Exercise description =>
Starting with the line that contains "path wins, then", copy every line through the end of the data below, exactly and with nothing added.

Collected data entries
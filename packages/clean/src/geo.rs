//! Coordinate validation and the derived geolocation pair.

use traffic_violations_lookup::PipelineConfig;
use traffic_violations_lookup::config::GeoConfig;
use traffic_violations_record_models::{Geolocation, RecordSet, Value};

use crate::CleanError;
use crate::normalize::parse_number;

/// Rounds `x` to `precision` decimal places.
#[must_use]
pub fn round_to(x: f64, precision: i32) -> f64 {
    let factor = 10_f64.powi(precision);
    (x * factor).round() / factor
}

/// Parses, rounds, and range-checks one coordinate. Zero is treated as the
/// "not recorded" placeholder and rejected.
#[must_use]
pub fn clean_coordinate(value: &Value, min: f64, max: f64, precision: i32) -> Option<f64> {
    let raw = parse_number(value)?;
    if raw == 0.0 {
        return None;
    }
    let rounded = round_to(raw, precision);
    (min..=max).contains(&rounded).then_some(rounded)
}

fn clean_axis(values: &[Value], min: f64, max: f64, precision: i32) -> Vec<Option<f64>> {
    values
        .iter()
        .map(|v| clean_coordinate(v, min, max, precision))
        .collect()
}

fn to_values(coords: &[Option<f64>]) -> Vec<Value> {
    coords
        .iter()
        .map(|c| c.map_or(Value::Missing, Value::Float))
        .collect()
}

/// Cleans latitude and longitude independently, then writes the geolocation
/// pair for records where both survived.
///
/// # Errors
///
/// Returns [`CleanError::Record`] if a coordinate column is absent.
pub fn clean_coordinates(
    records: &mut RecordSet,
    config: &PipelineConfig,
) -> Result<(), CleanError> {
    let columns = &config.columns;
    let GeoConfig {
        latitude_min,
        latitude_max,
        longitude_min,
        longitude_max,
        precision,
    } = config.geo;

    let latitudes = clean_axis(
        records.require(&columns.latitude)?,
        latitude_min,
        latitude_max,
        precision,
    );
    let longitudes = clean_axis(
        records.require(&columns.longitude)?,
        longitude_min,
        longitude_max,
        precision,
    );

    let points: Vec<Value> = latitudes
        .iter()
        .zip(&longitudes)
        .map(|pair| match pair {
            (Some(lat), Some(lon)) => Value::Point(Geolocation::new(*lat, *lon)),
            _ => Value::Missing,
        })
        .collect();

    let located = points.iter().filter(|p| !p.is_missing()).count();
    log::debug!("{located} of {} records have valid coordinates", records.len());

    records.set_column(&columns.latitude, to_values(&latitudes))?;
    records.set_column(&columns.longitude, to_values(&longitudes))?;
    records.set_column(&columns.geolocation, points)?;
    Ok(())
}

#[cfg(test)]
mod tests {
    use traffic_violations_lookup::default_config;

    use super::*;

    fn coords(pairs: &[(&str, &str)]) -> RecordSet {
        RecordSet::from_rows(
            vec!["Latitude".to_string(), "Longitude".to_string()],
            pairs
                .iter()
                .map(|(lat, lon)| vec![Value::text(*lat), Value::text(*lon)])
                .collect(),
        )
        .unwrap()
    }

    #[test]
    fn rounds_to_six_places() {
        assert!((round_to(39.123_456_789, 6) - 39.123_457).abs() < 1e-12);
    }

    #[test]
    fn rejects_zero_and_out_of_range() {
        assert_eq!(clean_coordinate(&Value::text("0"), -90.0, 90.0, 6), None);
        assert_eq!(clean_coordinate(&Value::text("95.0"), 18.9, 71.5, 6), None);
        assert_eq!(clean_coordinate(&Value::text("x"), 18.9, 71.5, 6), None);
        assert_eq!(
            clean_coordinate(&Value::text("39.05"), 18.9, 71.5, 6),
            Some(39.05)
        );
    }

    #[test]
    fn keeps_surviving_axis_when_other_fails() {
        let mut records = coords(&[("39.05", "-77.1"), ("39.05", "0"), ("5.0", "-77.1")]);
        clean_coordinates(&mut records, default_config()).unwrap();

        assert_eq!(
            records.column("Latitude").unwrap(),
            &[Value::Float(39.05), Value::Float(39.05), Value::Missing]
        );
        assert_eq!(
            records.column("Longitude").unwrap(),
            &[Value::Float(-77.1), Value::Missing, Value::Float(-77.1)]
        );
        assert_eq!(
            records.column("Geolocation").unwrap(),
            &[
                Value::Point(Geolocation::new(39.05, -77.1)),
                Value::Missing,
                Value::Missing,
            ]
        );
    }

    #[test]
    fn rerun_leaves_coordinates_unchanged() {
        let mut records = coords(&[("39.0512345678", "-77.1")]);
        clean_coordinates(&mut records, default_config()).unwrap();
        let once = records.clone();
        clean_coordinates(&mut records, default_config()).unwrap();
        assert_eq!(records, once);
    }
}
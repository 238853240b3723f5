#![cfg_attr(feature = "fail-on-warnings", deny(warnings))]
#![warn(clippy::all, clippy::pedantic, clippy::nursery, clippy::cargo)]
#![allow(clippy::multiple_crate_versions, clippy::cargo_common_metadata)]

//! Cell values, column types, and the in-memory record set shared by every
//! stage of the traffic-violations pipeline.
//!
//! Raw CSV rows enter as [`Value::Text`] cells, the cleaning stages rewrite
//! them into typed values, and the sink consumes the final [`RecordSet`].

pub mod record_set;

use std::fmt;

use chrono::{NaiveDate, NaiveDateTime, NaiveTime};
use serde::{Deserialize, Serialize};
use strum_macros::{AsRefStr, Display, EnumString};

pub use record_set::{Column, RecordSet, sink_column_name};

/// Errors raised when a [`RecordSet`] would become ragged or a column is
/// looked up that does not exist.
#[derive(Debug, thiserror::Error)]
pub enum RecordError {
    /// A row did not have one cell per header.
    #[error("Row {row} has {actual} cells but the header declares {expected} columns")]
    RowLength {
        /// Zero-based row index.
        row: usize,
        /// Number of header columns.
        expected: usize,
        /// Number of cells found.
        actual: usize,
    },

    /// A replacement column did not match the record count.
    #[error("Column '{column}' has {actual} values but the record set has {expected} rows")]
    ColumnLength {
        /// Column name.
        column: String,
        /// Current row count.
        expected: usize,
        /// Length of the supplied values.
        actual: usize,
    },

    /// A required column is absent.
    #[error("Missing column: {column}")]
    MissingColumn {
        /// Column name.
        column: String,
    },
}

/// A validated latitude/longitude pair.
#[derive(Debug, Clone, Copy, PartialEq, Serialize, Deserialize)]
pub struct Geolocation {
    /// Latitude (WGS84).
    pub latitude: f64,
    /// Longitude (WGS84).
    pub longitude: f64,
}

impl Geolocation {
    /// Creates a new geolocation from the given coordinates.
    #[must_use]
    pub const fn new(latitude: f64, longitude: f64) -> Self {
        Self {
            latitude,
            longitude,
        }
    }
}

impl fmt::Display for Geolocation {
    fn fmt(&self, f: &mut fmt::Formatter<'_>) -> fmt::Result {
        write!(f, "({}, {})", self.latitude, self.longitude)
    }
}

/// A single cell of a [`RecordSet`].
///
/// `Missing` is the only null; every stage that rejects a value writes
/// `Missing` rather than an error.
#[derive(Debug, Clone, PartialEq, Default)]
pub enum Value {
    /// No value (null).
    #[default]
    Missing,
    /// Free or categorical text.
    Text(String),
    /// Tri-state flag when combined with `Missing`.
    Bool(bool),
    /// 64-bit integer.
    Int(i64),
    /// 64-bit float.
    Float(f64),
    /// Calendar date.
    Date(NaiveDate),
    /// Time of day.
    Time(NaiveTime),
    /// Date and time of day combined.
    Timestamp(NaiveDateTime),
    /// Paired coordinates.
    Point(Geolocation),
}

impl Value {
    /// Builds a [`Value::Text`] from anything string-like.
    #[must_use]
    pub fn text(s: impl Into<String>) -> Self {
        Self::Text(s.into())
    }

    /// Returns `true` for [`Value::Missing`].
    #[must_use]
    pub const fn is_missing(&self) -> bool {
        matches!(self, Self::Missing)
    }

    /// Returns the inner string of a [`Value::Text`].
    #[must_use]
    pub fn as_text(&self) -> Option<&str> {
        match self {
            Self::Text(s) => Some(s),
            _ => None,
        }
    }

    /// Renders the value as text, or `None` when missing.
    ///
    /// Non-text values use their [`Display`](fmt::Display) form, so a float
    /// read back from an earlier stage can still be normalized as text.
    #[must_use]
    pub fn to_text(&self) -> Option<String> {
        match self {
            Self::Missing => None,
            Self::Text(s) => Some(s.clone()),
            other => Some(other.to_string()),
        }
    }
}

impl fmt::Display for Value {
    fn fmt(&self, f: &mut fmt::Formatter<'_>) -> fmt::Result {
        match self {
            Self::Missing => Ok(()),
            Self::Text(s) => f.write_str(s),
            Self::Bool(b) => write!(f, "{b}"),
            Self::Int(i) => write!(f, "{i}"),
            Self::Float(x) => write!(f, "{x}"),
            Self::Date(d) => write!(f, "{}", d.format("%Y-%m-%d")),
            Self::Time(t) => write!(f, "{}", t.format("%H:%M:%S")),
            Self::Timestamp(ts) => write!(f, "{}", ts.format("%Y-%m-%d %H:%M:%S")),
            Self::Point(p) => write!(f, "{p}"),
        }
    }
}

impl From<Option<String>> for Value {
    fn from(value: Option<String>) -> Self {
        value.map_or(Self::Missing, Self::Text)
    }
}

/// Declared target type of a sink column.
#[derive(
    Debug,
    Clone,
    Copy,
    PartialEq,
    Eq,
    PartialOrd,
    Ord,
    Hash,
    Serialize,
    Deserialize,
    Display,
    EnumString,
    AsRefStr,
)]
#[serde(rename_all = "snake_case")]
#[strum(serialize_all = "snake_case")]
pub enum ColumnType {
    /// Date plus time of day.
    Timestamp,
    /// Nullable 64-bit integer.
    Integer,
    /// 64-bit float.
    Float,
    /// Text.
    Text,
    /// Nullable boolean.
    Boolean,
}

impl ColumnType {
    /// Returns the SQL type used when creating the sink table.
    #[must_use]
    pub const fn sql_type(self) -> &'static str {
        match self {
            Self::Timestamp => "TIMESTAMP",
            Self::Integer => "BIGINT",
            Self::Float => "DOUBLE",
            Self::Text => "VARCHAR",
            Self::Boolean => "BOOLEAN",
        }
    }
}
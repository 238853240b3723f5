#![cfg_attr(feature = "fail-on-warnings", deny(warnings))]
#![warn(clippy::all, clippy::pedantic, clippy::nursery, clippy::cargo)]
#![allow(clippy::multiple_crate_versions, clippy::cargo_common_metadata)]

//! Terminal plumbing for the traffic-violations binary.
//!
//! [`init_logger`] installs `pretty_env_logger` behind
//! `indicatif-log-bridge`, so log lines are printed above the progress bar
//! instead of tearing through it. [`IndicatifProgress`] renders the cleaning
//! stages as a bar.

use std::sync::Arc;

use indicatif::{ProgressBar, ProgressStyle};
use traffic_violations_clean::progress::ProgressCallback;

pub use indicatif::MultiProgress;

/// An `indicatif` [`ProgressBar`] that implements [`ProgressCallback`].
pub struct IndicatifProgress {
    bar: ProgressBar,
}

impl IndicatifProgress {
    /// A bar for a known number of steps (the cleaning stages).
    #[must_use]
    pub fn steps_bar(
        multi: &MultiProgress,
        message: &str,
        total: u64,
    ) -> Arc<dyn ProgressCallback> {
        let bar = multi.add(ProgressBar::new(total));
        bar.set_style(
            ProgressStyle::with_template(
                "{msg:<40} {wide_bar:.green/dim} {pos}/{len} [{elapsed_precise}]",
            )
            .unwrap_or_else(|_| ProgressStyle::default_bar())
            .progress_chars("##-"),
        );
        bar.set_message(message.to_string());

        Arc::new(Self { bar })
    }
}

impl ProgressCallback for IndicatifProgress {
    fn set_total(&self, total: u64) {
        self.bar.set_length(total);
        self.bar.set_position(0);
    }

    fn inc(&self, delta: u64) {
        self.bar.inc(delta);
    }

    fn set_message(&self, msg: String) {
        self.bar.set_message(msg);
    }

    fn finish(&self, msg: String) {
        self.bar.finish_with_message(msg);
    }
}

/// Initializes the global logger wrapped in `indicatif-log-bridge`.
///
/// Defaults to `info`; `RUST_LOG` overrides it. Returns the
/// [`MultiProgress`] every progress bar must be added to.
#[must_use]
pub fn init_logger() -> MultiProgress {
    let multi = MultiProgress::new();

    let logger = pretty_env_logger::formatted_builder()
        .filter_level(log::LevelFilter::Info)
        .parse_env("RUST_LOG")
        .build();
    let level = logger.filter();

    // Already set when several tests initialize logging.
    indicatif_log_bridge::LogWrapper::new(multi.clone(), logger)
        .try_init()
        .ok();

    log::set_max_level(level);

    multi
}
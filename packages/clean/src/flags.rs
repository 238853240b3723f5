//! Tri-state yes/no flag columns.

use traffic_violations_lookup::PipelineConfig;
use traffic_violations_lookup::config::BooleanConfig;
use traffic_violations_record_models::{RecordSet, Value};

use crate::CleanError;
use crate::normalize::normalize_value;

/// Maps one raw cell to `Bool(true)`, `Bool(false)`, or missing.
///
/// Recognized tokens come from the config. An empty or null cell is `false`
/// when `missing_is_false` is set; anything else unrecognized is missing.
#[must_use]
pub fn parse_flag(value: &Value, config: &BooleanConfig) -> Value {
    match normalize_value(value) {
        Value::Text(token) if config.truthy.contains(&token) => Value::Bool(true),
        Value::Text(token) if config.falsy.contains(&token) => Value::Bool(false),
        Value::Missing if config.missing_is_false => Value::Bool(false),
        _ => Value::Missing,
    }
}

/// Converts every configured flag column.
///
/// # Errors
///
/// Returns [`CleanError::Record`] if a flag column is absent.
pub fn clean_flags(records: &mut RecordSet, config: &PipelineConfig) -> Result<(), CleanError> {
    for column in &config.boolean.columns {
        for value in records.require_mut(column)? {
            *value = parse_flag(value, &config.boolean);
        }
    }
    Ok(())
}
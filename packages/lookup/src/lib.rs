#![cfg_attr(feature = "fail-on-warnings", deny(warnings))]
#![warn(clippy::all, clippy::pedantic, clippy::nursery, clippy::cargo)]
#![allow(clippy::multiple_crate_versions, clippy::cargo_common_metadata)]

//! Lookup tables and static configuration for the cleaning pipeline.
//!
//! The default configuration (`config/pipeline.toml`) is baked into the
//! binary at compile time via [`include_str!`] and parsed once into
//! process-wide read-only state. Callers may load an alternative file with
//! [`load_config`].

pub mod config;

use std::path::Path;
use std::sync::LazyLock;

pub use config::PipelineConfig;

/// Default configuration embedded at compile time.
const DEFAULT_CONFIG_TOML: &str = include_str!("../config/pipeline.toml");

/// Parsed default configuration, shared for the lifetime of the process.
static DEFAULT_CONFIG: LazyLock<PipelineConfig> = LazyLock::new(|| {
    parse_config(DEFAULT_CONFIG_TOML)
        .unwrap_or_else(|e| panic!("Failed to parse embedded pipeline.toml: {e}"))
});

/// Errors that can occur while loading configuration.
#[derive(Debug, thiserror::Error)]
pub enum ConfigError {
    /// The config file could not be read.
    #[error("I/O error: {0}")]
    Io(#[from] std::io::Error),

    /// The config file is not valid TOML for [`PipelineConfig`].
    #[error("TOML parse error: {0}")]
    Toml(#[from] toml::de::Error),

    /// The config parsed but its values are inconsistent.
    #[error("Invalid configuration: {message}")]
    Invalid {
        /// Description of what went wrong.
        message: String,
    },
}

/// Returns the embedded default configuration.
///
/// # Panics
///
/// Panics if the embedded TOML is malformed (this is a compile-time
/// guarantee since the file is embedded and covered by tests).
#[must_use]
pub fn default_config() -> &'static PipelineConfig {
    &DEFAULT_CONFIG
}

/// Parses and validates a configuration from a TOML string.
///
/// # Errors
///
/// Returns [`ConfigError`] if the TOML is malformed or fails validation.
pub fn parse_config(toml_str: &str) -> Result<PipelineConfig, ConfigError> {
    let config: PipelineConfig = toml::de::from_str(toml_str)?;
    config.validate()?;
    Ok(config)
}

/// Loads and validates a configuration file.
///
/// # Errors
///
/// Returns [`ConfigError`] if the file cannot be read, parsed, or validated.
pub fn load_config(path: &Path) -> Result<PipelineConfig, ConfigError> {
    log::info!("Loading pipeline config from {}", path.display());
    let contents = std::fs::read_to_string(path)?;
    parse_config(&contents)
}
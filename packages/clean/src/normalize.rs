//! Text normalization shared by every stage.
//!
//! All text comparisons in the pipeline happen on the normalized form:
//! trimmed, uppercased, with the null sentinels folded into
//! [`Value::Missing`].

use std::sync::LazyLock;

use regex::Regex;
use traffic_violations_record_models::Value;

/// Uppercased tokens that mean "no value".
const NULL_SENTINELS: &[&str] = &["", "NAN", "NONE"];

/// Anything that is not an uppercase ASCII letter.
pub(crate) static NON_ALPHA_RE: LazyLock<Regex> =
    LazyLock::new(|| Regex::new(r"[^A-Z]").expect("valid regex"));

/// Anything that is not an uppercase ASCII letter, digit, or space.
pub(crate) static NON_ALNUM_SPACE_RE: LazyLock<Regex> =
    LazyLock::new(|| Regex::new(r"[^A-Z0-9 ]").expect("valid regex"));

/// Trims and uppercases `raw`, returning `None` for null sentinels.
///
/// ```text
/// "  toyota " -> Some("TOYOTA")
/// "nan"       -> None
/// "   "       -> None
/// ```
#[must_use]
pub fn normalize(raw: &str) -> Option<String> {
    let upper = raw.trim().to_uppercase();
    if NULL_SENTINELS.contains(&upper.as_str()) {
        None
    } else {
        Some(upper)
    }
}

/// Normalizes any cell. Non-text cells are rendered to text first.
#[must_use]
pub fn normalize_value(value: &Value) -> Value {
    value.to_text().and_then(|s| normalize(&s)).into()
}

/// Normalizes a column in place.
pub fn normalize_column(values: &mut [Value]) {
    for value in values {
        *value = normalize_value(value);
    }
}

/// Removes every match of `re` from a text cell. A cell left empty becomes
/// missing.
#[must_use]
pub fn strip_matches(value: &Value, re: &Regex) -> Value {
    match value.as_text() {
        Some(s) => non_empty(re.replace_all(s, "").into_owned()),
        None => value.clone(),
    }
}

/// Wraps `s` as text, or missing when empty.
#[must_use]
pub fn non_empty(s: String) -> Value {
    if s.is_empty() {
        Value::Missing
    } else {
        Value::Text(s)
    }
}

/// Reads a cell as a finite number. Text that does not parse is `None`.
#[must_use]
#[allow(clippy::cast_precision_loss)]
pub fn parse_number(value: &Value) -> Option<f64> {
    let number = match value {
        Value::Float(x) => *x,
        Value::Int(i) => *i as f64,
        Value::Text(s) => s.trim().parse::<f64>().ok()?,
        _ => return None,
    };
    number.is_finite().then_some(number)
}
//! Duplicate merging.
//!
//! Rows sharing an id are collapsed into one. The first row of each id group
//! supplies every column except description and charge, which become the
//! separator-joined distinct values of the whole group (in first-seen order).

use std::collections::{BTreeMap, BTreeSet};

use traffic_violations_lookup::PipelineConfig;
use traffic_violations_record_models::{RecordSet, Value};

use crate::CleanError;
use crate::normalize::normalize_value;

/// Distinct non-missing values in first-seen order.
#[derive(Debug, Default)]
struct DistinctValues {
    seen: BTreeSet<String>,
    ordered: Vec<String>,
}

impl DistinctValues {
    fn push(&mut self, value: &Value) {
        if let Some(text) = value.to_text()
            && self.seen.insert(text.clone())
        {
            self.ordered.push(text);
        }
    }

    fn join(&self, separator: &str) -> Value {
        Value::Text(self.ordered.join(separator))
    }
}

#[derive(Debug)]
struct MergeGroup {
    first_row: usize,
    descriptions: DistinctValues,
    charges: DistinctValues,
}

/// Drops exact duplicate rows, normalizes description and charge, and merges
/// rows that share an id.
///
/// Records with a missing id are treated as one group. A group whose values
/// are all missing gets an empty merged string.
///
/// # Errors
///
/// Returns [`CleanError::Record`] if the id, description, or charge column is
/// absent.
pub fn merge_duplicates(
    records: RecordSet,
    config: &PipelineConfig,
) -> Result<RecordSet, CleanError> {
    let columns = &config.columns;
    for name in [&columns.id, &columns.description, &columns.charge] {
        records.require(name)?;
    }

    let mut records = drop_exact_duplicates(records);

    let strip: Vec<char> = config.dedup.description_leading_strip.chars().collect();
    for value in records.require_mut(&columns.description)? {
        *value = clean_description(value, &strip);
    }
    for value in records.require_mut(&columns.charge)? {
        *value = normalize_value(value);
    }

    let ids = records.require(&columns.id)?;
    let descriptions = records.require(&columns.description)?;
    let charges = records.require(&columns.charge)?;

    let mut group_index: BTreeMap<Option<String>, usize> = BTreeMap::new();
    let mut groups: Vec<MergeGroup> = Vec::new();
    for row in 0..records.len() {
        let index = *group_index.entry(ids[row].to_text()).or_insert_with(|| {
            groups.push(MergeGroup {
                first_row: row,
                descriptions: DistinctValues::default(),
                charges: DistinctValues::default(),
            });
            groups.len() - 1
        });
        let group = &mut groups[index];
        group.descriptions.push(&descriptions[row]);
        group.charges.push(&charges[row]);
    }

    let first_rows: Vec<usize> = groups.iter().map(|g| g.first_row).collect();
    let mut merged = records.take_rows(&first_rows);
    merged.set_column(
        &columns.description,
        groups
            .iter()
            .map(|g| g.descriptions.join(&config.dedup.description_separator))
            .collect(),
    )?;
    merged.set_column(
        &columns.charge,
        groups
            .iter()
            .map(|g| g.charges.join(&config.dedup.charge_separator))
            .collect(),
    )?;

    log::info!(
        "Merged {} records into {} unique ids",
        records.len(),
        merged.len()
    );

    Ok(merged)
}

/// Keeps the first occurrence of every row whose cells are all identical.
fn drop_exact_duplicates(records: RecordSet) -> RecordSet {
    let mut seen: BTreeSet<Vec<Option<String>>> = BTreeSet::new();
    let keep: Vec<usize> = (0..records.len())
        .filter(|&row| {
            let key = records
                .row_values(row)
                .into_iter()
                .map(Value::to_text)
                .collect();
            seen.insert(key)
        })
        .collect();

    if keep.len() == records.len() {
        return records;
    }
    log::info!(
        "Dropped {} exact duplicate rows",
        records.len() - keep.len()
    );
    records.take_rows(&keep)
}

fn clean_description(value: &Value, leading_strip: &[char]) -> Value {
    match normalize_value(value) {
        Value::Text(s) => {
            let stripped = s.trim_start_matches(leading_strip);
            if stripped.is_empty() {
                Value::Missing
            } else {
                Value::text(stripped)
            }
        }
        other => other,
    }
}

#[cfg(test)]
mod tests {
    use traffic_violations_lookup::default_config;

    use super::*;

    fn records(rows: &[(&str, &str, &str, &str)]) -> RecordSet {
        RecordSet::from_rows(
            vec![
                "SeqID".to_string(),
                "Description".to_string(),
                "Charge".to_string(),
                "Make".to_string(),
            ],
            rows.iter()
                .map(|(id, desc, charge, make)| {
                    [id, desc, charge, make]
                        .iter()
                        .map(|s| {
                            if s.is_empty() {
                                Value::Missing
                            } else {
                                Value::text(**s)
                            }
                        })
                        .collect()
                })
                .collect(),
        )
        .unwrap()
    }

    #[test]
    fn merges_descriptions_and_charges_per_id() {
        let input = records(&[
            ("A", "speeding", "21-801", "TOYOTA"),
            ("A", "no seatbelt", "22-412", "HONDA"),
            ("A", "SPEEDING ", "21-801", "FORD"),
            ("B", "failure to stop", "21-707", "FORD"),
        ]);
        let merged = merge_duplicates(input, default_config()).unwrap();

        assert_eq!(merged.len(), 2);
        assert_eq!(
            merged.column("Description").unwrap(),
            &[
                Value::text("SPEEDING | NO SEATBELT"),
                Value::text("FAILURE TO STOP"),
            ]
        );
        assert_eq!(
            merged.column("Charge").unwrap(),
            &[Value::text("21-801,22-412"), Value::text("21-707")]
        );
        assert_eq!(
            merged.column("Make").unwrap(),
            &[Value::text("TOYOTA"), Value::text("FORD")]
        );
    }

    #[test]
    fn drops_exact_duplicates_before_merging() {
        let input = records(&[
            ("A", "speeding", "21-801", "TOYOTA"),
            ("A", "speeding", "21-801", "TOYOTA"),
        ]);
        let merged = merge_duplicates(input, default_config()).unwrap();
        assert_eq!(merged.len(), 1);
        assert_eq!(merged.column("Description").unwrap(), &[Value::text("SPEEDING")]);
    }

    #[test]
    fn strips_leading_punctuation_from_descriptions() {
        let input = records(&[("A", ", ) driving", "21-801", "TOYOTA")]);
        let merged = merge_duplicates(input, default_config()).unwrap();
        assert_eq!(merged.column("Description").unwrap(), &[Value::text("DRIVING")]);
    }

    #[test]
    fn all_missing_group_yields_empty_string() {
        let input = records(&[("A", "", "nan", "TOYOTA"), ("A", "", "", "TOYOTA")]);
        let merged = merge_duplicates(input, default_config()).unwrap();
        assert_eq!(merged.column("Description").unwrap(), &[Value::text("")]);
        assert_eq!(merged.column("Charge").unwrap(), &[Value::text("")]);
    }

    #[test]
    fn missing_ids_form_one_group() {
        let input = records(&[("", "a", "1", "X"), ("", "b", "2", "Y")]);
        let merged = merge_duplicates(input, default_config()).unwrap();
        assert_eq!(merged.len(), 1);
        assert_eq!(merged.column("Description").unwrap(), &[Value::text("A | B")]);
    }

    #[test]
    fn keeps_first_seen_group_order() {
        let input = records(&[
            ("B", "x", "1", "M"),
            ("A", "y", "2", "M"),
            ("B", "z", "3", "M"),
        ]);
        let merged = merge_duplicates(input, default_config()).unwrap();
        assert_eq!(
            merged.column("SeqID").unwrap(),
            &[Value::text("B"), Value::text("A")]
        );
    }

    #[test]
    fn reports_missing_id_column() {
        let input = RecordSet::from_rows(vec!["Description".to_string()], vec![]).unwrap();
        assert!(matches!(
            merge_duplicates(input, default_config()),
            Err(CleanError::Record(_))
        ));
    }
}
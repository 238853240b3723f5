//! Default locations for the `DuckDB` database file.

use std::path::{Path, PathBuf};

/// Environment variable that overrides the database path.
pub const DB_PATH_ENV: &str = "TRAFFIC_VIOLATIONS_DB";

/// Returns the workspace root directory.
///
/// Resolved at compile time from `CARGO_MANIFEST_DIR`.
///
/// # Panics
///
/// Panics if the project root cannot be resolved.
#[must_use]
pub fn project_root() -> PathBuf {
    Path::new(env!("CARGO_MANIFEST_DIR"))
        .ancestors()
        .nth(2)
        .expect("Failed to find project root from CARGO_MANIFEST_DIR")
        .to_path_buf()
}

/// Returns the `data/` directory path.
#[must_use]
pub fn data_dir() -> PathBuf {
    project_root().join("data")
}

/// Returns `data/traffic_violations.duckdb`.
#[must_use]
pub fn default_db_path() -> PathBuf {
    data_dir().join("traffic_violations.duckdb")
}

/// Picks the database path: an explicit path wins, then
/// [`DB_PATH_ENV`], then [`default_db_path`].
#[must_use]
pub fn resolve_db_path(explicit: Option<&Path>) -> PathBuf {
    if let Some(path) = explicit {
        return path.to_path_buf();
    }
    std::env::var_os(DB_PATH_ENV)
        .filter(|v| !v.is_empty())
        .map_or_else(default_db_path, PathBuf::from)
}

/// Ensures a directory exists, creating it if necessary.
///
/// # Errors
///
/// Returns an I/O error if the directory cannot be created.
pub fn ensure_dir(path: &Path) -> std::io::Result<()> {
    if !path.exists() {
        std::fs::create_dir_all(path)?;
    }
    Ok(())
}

Expected output =>
/// Picks the database path: an explicit path wins, then
/// [`DB_PATH_ENV`], then [`default_db_path`].
#[must_use]
pub fn resolve_db_path(explicit: Option<&Path>) -> PathBuf {
    if let Some(path) = explicit {
        return path.to_path_buf();
    }
    std::env::var_os(DB_PATH_ENV)
        .filter(|v| !v.is_empty())
        .map_or_else(default_db_path, PathBuf::from)
}

/// Ensures a directory exists, creating it if necessary.
///
/// # Errors
///
/// Returns an I/O error if the directory cannot be created.
pub fn ensure_dir(path: &Path) -> std::io::Result<()> {
    if !path.exists() {
        std::fs::create_dir_all(path)?;
    }
    Ok(())
}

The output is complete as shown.